-- Brief --
Could you return the lines below exactly, from the first line up to and including the line that holds "use crate::core::listing_failed;"?

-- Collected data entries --
········

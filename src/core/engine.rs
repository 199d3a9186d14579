use crate::domain::ports::Pipeline;
use crate::utils::error::Result;
use std::time::Instant;

pub struct SyncEngine<P: Pipeline> {
    pipeline: P,
}

impl<P: Pipeline> SyncEngine<P> {
    pub fn new(pipeline: P) -> Self {
        Self { pipeline }
    }

    pub async fn run(&self) -> Result<String> {
        let started = Instant::now();
        tracing::info!("Starting sync...");

        // Extract
        let snapshot = self.pipeline.extract().await?;
        tracing::info!("Extracted {} resources", snapshot.resources.len());

        // Transform
        let output = self.pipeline.transform(snapshot).await?;
        tracing::info!(
            "Built {} entitlements and {} grants",
            output.entitlements.len(),
            output.grants.len()
        );

        // Load
        let output_path = self.pipeline.load(output).await?;
        tracing::info!(
            "Sync finished in {:?}, output saved to: {}",
            started.elapsed(),
            output_path
        );

        Ok(output_path)
    }
}
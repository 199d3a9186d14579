use crate::adapters::http::CartaClient;
use crate::core::listing_failed;
use crate::core::pagination::ContinuationState;
use crate::domain::model::{InvestorFirm, PaginationParams};
use crate::domain::ports::{ResourceSyncer, SyncPage};
use crate::domain::resource::{
    Entitlement, Grant, InvestorProfile, Resource, ResourceId, ResourceType, UserProfile,
    RESOURCE_TYPE_INVESTOR,
};
use crate::utils::error::Result;
use async_trait::async_trait;

pub fn investor_resource(investor: &InvestorFirm, parent: Option<&ResourceId>) -> Resource {
    let profile = UserProfile::Investor(InvestorProfile {
        login: investor.name.clone(),
        investor_id: investor.id.clone(),
    });

    Resource::new_user(
        investor.name.clone(),
        &RESOURCE_TYPE_INVESTOR,
        investor.id.clone(),
        profile,
        parent.cloned(),
    )
}

#[derive(Debug, Clone)]
pub struct InvestorSyncer {
    client: CartaClient,
    page_size: u32,
}

impl InvestorSyncer {
    pub fn new(client: CartaClient, page_size: u32) -> Self {
        Self { client, page_size }
    }
}

#[async_trait]
impl ResourceSyncer for InvestorSyncer {
    fn resource_type(&self) -> &'static ResourceType {
        &RESOURCE_TYPE_INVESTOR
    }

    async fn list(&self, parent: Option<&ResourceId>, token: &str) -> Result<SyncPage<Resource>> {
        let mut state = ContinuationState::parse(token)?;
        let params = PaginationParams::new(self.page_size, state.cursor(RESOURCE_TYPE_INVESTOR.id));

        let page = self
            .client
            .get_investors(&params)
            .await
            .map_err(|e| listing_failed("investors", e))?;

        let next_token = state.advance(RESOURCE_TYPE_INVESTOR.id, &page.next)?;
        let resources = page
            .items
            .iter()
            .map(|investor| investor_resource(investor, parent))
            .collect();

        Ok((resources, next_token))
    }

    async fn entitlements(&self, _resource: &Resource, _token: &str) -> Result<SyncPage<Entitlement>> {
        Ok((Vec::new(), String::new()))
    }

    async fn grants(&self, _resource: &Resource, _token: &str) -> Result<SyncPage<Grant>> {
        Ok((Vec::new(), String::new()))
    }
}

#[cfg(test)]
mod tests {
    use super::*;
    use crate::domain::resource::Traits;
    use httpmock::prelude::*;

    #[tokio::test]
    async fn test_list_investor_firms() {
        let server = MockServer::start();
        let api_mock = server.mock(|when, then| {
            when.method(GET)
                .path("/v1alpha1/investors/firms")
                .query_param("pageSize", "100");
            then.status(200).json_body(serde_json::json!({
                "firms": [{"id": "f1", "name": "Seed Partners"}]
            }));
        });

        let client = CartaClient::new(&server.url("/v1alpha1/"), "t").unwrap();
        let (resources, token) = InvestorSyncer::new(client, 100)
            .list(None, "")
            .await
            .unwrap();

        api_mock.assert();
        assert_eq!(token, "");
        assert_eq!(resources.len(), 1);
        assert_eq!(resources[0].id, ResourceId::new("investor", "f1"));
        match &resources[0].traits {
            Traits::User {
                profile: UserProfile::Investor(profile),
                ..
            } => {
                assert_eq!(profile.login, "Seed Partners");
                assert_eq!(profile.investor_id, "f1");
            }
            other => panic!("unexpected traits: {other:?}"),
        }
    }

    #[tokio::test]
    async fn test_investors_have_no_entitlements_or_grants() {
        let client = CartaClient::new("http://127.0.0.1:9/", "t").unwrap();
        let syncer = InvestorSyncer::new(client, 100);
        let resource = investor_resource(
            &InvestorFirm {
                id: "f1".to_string(),
                name: "Seed Partners".to_string(),
            },
            None,
        );

        assert!(syncer.entitlements(&resource, "").await.unwrap().0.is_empty());
        assert!(syncer.grants(&resource, "").await.unwrap().0.is_empty());
    }
}
pub mod toml_config;

#[cfg(feature = "cli")]
use crate::adapters::http::DEFAULT_BASE_URL;
#[cfg(feature = "cli")]
use crate::core::ConfigProvider;
#[cfg(feature = "cli")]
use crate::utils::validation::{self, Validate};
#[cfg(feature = "cli")]
use clap::Parser;

pub const MAX_PAGE_SIZE: u32 = 1000;

#[cfg(feature = "cli")]
#[derive(Clone, Parser)]
#[command(name = "carta-connector")]
#[command(about = "Sync Carta issuers, investor firms and portfolios into an identity resource graph")]
pub struct CliConfig {
    #[arg(long, env = "CARTA_ACCESS_TOKEN", hide_env_values = true, default_value = "")]
    pub access_token: String,

    #[arg(long, default_value = DEFAULT_BASE_URL)]
    pub base_url: String,

    #[arg(long, default_value = "100", help = "Page size for listings, 0 lets the server decide")]
    pub page_size: u32,

    #[arg(long, default_value = "./output")]
    pub output_path: String,

    #[arg(long, default_value = "30")]
    pub timeout_seconds: u64,

    #[arg(short, long, help = "Load settings from a TOML file instead of flags")]
    pub config: Option<String>,

    #[arg(long, help = "Emit logs as JSON")]
    pub json_logs: bool,

    #[arg(short, long, help = "Enable verbose output")]
    pub verbose: bool,
}

#[cfg(feature = "cli")]
impl std::fmt::Debug for CliConfig {
    fn fmt(&self, f: &mut std::fmt::Formatter<'_>) -> std::fmt::Result {
        f.debug_struct("CliConfig")
            .field("access_token", &"<redacted>")
            .field("base_url", &self.base_url)
            .field("page_size", &self.page_size)
            .field("output_path", &self.output_path)
            .field("timeout_seconds", &self.timeout_seconds)
            .field("config", &self.config)
            .field("json_logs", &self.json_logs)
            .field("verbose", &self.verbose)
            .finish()
    }
}

#[cfg(feature = "cli")]
impl ConfigProvider for CliConfig {
    fn base_url(&self) -> &str {
        &self.base_url
    }

    fn access_token(&self) -> &str {
        &self.access_token
    }

    fn page_size(&self) -> u32 {
        self.page_size
    }

    fn output_path(&self) -> &str {
        &self.output_path
    }

    fn request_timeout_secs(&self) -> u64 {
        self.timeout_seconds
    }
}

#[cfg(feature = "cli")]
impl Validate for CliConfig {
    fn validate(&self) -> crate::utils::error::Result<()> {
        validation::validate_url("base_url", &self.base_url)?;
        validation::validate_access_token("access_token", &self.access_token)?;
        validation::validate_range("page_size", self.page_size, 0, MAX_PAGE_SIZE)?;
        validation::validate_range("timeout_seconds", self.timeout_seconds, 1, 300)?;
        validation::validate_path("output_path", &self.output_path)?;
        Ok(())
    }
}
use tracing_subscriber::{layer::SubscriberExt, util::SubscriberInitExt, EnvFilter};

fn default_filter(verbose: bool) -> EnvFilter {
    EnvFilter::try_from_default_env().unwrap_or_else(|_| {
        if verbose {
            EnvFilter::new("carta_connector=debug,info")
        } else {
            EnvFilter::new("carta_connector=info")
        }
    })
}

pub fn init_cli_logger(verbose: bool) {
    tracing_subscriber::registry()
        .with(default_filter(verbose))
        .with(
            tracing_subscriber::fmt::layer()
                .with_target(false)
                .with_thread_ids(false)
                .with_file(false)
                .with_line_number(false)
                .compact(),
        )
        .init();
}

/// JSON 格式日誌，供排程器或日誌收集器使用
pub fn init_json_logger(verbose: bool) {
    tracing_subscriber::registry()
        .with(default_filter(verbose))
        .with(
            tracing_subscriber::fmt::layer()
                .with_target(true)
                .with_thread_ids(false)
                .with_file(false)
                .with_line_number(false)
                .json(),
        )
        .init();
}
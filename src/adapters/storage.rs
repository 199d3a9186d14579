use crate::domain::ports::Storage;
use crate::utils::error::Result;
use std::path::{Path, PathBuf};

#[derive(Debug, Clone)]
pub struct LocalStorage {
    base_path: PathBuf,
}

impl LocalStorage {
    pub fn new(base_path: impl Into<PathBuf>) -> Self {
        Self {
            base_path: base_path.into(),
        }
    }

    pub fn base_path(&self) -> &Path {
        &self.base_path
    }
}

impl Storage for LocalStorage {
    async fn read_file(&self, path: &str) -> Result<Vec<u8>> {
        let full_path = self.base_path.join(path);
        let data = tokio::fs::read(full_path).await?;
        Ok(data)
    }

    async fn write_file(&self, path: &str, data: &[u8]) -> Result<()> {
        let full_path = self.base_path.join(path);

        if let Some(parent) = full_path.parent() {
            tokio::fs::create_dir_all(parent).await?;
        }

        tokio::fs::write(full_path, data).await?;
        Ok(())
    }
}

#[cfg(test)]
mod tests {
    use super::*;
    use tempfile::TempDir;

    #[tokio::test]
    async fn test_write_creates_missing_directories() {
        let temp_dir = TempDir::new().unwrap();
        let storage = LocalStorage::new(temp_dir.path().join("nested/output"));

        storage.write_file("sync_output.zip", b"data").await.unwrap();

        let data = storage.read_file("sync_output.zip").await.unwrap();
        assert_eq!(data, b"data");
    }

    #[tokio::test]
    async fn test_read_missing_file_is_io_error() {
        let temp_dir = TempDir::new().unwrap();
        let storage = LocalStorage::new(temp_dir.path());

        let err = storage.read_file("missing.json").await.unwrap_err();
        assert!(matches!(err, crate::utils::error::ConnectorError::Io(_)));
    }
}
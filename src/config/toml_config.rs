use crate::adapters::http::DEFAULT_BASE_URL;
use crate::config::MAX_PAGE_SIZE;
use crate::core::ConfigProvider;
use crate::utils::error::{ConnectorError, Result};
use crate::utils::validation::Validate;
use regex::Regex;
use serde::{Deserialize, Serialize};
use std::path::Path;

#[derive(Debug, Clone, Serialize, Deserialize)]
pub struct TomlConfig {
    pub connector: ConnectorSection,
    pub output: OutputSection,
    pub logging: Option<LoggingSection>,
}

#[derive(Clone, Serialize, Deserialize)]
pub struct ConnectorSection {
    pub base_url: Option<String>,
    pub access_token: String,
    pub page_size: Option<u32>,
    pub timeout_seconds: Option<u64>,
}

impl std::fmt::Debug for ConnectorSection {
    fn fmt(&self, f: &mut std::fmt::Formatter<'_>) -> std::fmt::Result {
        f.debug_struct("ConnectorSection")
            .field("base_url", &self.base_url)
            .field("access_token", &"<redacted>")
            .field("page_size", &self.page_size)
            .field("timeout_seconds", &self.timeout_seconds)
            .finish()
    }
}

#[derive(Debug, Clone, Serialize, Deserialize)]
pub struct OutputSection {
    pub path: String,
}

#[derive(Debug, Clone, Serialize, Deserialize)]
pub struct LoggingSection {
    pub verbose: Option<bool>,
    pub json: Option<bool>,
}

impl TomlConfig {
    /// 從 TOML 檔案載入配置
    pub fn from_file<P: AsRef<Path>>(path: P) -> Result<Self> {
        let content = std::fs::read_to_string(&path)?;
        Self::from_toml_str(&content)
    }

    /// 從 TOML 字串解析配置
    pub fn from_toml_str(content: &str) -> Result<Self> {
        let processed_content = Self::substitute_env_vars(content)?;

        toml::from_str(&processed_content).map_err(|e| ConnectorError::Config {
            message: format!("TOML parsing error: {}", e),
        })
    }

    /// 替換環境變數 (例如 ${CARTA_ACCESS_TOKEN})，未設定的變數保持原樣
    fn substitute_env_vars(content: &str) -> Result<String> {
        let re = Regex::new(r"\$\{([A-Za-z_][A-Za-z0-9_]*)\}").map_err(|e| ConnectorError::Config {
            message: format!("invalid substitution pattern: {}", e),
        })?;

        let result = re.replace_all(content, |caps: &regex::Captures| {
            let var_name = &caps[1];
            std::env::var(var_name).unwrap_or_else(|_| format!("${{{}}}", var_name))
        });

        Ok(result.to_string())
    }

    pub fn verbose(&self) -> bool {
        self.logging
            .as_ref()
            .and_then(|logging| logging.verbose)
            .unwrap_or(false)
    }

    pub fn json_logs(&self) -> bool {
        self.logging
            .as_ref()
            .and_then(|logging| logging.json)
            .unwrap_or(false)
    }
}

impl ConfigProvider for TomlConfig {
    fn base_url(&self) -> &str {
        self.connector.base_url.as_deref().unwrap_or(DEFAULT_BASE_URL)
    }

    fn access_token(&self) -> &str {
        &self.connector.access_token
    }

    fn page_size(&self) -> u32 {
        self.connector.page_size.unwrap_or(100)
    }

    fn output_path(&self) -> &str {
        &self.output.path
    }

    fn request_timeout_secs(&self) -> u64 {
        self.connector.timeout_seconds.unwrap_or(30)
    }
}

impl Validate for TomlConfig {
    fn validate(&self) -> Result<()> {
        use crate::utils::validation::*;

        validate_url("connector.base_url", self.base_url())?;
        validate_access_token("connector.access_token", self.access_token())?;
        validate_range("connector.page_size", self.page_size(), 0, MAX_PAGE_SIZE)?;
        validate_range("connector.timeout_seconds", self.request_timeout_secs(), 1, 300)?;
        validate_path("output.path", self.output_path())?;
        Ok(())
    }
}

#[cfg(test)]
mod tests {
    use super::*;
    use std::io::Write;
    use tempfile::NamedTempFile;

    #[test]
    fn test_parse_minimal_config_uses_defaults() {
        let toml_content = r#"
[connector]
access_token = "abc"

[output]
path = "./sync"
"#;

        let config = TomlConfig::from_toml_str(toml_content).unwrap();

        assert_eq!(config.base_url(), DEFAULT_BASE_URL);
        assert_eq!(config.page_size(), 100);
        assert_eq!(config.request_timeout_secs(), 30);
        assert!(!config.verbose());
        assert!(config.validate().is_ok());
    }

    #[test]
    fn test_env_var_substitution() {
        std::env::set_var("CARTA_CONNECTOR_TEST_TOKEN", "from-env");

        let toml_content = r#"
[connector]
base_url = "https://api.example.com/v1alpha1/"
access_token = "${CARTA_CONNECTOR_TEST_TOKEN}"
page_size = 25

[output]
path = "./sync"

[logging]
verbose = true
"#;

        let config = TomlConfig::from_toml_str(toml_content).unwrap();
        assert_eq!(config.access_token(), "from-env");
        assert_eq!(config.page_size(), 25);
        assert!(config.verbose());

        std::env::remove_var("CARTA_CONNECTOR_TEST_TOKEN");
    }

    #[test]
    fn test_unset_variable_fails_validation() {
        let toml_content = r#"
[connector]
access_token = "${CARTA_CONNECTOR_TEST_UNSET_VARIABLE}"

[output]
path = "./sync"
"#;

        let config = TomlConfig::from_toml_str(toml_content).unwrap();
        assert!(config.validate().is_err());
    }

    #[test]
    fn test_page_size_out_of_range() {
        let toml_content = r#"
[connector]
access_token = "abc"
page_size = 5000

[output]
path = "./sync"
"#;

        let config = TomlConfig::from_toml_str(toml_content).unwrap();
        assert!(matches!(
            config.validate(),
            Err(ConnectorError::InvalidConfigValue { .. })
        ));
    }

    #[test]
    fn test_config_from_file() {
        let mut temp_file = NamedTempFile::new().unwrap();
        temp_file
            .write_all(b"[connector]\naccess_token = \"abc\"\n\n[output]\npath = \"./out\"\n")
            .unwrap();

        let config = TomlConfig::from_file(temp_file.path()).unwrap();
        assert_eq!(config.output_path(), "./out");
    }

    #[test]
    fn test_invalid_toml_is_config_error() {
        let err = TomlConfig::from_toml_str("[connector").unwrap_err();
        assert!(matches!(err, ConnectorError::Config { .. }));
    }
}
// Domain layer: API records, the resource graph and the ports the sync depends on.

pub mod model;
pub mod ports;
pub mod resource;
pub mod sync;
pub mod adapters;
pub mod config;
pub mod core;
pub mod domain;
pub mod utils;

#[cfg(feature = "cli")]
pub use config::CliConfig;

pub use adapters::{http::CartaClient, storage::LocalStorage};
pub use config::toml_config::TomlConfig;
pub use core::{
    connector::CartaConnector, engine::SyncEngine, pagination::ContinuationState,
    pipeline::SyncPipeline,
};
pub use utils::error::{ConnectorError, Result};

········

-- Expected answer --
filename src/core/engine.rs
repository 199d3a9186d14579
use crate::domain::ports::Pipeline;
use crate::utils::error::Result;
use std::time::Instant;

pub struct SyncEngine<P: Pipeline> {
    pipeline: P,
}

impl<P: Pipeline> SyncEngine<P> {
    pub fn new(pipeline: P) -> Self {
        Self { pipeline }
    }

    pub async fn run(&self) -> Result<String> {
        let started = Instant::now();
        tracing::info!("Starting sync...");

        // Extract
        let snapshot = self.pipeline.extract().await?;
        tracing::info!("Extracted {} resources", snapshot.resources.len());

        // Transform
        let output = self.pipeline.transform(snapshot).await?;
        tracing::info!(
            "Built {} entitlements and {} grants",
            output.entitlements.len(),
            output.grants.len()
        );

        // Load
        let output_path = self.pipeline.load(output).await?;
        tracing::info!(
            "Sync finished in {:?}, output saved to: {}",
            started.elapsed(),
            output_path
        );

        Ok(output_path)
    }
}
repository 199d3a9186d14579
use crate::adapters::http::CartaClient;
use crate::core::listing_failed;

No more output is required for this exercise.